● **WHAT TO WORK ON**
The required answer is a copy of each line in the entries below that includes "crate".
[[ MATERIAL FOR THIS TASK open ]]
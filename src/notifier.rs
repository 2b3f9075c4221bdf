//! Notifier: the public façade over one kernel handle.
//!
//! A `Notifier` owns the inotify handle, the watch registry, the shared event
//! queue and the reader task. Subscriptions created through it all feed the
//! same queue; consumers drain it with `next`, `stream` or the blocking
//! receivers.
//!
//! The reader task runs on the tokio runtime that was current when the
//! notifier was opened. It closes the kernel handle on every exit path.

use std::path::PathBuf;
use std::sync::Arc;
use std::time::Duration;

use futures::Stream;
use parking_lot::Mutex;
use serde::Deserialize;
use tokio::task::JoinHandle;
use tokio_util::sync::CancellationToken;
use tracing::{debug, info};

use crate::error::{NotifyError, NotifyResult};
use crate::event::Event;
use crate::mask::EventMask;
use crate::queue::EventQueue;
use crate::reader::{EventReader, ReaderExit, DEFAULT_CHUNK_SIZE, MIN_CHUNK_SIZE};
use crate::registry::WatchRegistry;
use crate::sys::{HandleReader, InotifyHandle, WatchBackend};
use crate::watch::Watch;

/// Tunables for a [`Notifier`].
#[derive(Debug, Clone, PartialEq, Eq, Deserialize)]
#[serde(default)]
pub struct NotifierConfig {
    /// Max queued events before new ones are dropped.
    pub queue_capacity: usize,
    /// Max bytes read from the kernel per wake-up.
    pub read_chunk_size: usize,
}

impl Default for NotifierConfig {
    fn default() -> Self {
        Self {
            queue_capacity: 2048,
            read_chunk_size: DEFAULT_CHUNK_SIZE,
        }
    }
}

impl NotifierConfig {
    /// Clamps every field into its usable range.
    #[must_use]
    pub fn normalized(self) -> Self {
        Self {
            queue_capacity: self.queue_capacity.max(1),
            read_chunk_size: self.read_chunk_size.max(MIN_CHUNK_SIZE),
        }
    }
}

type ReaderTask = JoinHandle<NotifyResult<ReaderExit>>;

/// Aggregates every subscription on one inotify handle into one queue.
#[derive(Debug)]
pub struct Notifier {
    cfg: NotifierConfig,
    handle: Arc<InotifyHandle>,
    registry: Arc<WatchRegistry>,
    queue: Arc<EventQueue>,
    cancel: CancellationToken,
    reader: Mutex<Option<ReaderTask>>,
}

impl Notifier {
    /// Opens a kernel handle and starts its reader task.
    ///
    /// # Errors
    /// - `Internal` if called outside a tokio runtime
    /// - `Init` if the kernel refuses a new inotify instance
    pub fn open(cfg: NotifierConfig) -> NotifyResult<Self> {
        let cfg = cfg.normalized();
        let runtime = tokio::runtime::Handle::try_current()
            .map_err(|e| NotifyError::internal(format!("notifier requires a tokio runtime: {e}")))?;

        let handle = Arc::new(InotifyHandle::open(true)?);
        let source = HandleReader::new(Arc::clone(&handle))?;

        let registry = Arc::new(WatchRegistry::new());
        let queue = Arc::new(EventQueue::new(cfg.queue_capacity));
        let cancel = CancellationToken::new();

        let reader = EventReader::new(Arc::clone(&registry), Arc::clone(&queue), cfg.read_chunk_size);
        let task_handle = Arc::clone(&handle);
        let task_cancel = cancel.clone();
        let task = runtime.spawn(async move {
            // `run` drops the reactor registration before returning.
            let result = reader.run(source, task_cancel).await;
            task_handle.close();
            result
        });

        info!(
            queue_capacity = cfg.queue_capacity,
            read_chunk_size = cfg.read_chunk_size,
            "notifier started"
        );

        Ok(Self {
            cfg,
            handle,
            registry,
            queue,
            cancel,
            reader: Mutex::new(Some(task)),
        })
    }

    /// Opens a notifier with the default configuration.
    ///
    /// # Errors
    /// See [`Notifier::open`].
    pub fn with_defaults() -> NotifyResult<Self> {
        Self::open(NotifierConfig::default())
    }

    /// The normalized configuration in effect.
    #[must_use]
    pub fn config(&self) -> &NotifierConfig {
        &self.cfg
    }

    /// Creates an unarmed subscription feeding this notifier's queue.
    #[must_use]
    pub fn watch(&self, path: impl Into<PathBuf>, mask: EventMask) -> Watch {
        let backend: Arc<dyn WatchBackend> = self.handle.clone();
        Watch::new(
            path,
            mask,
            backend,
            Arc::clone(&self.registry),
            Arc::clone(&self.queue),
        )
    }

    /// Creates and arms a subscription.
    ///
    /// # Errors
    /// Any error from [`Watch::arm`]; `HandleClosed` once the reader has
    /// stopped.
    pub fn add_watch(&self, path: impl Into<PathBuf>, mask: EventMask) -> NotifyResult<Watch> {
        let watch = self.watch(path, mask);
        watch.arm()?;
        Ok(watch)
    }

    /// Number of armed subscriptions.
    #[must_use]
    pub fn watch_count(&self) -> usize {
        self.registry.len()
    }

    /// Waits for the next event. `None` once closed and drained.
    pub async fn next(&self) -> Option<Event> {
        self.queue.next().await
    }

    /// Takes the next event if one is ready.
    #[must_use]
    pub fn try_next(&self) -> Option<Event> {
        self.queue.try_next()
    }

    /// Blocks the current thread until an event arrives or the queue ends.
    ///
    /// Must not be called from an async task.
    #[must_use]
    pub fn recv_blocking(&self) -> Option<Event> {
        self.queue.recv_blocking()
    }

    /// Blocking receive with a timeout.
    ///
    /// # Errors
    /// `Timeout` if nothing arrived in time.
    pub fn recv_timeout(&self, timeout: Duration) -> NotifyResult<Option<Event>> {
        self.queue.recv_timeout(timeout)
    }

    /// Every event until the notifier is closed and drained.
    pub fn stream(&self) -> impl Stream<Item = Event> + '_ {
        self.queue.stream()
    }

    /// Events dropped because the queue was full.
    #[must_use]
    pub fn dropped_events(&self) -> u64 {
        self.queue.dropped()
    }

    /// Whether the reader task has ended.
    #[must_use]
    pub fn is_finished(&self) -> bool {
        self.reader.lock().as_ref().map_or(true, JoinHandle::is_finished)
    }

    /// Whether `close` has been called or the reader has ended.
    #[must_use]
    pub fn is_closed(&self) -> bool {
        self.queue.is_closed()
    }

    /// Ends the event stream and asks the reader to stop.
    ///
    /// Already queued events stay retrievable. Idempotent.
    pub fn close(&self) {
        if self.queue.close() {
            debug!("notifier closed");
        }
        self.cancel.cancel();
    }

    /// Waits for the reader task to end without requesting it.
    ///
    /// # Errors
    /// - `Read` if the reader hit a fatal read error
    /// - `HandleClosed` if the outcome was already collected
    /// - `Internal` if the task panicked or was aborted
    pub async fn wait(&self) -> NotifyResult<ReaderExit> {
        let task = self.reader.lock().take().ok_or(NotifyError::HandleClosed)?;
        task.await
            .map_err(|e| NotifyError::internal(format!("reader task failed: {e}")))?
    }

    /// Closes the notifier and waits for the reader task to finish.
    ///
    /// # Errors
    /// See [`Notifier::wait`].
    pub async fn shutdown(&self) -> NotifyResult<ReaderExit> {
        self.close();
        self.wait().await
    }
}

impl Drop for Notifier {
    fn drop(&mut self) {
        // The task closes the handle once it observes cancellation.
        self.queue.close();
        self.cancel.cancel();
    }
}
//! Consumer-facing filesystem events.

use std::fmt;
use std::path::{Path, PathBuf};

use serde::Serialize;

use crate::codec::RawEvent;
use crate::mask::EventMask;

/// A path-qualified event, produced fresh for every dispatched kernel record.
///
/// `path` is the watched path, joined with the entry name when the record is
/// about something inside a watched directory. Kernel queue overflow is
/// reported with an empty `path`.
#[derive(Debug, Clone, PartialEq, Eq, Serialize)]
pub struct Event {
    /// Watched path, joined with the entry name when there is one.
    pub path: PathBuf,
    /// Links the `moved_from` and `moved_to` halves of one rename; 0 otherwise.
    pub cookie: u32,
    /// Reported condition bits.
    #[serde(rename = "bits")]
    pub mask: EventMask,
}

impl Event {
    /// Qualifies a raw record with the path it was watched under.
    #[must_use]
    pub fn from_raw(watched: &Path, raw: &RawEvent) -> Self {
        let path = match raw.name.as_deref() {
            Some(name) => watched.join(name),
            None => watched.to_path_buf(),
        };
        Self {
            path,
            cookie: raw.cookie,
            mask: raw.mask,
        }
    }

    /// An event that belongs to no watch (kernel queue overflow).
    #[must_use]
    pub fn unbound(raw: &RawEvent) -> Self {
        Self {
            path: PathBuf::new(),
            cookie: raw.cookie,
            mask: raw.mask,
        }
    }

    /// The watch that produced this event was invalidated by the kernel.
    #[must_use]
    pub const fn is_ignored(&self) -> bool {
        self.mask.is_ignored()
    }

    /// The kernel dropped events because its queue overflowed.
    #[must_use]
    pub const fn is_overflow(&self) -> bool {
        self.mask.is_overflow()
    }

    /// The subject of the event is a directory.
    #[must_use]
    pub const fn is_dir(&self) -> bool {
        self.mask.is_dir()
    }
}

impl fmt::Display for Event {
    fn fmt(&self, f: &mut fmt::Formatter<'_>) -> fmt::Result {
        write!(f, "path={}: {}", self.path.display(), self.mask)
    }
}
[[ MATERIAL FOR THIS TASK closed ]]
● **RESULT BELOW**
use crate::error::{NotifyError, NotifyResult};
use crate::event::Event;
use crate::mask::EventMask;
use crate::queue::EventQueue;
use crate::reader::{EventReader, ReaderExit, DEFAULT_CHUNK_SIZE, MIN_CHUNK_SIZE};
use crate::registry::WatchRegistry;
use crate::sys::{HandleReader, InotifyHandle, WatchBackend};
use crate::watch::Watch;
use crate::codec::RawEvent;
use crate::mask::EventMask;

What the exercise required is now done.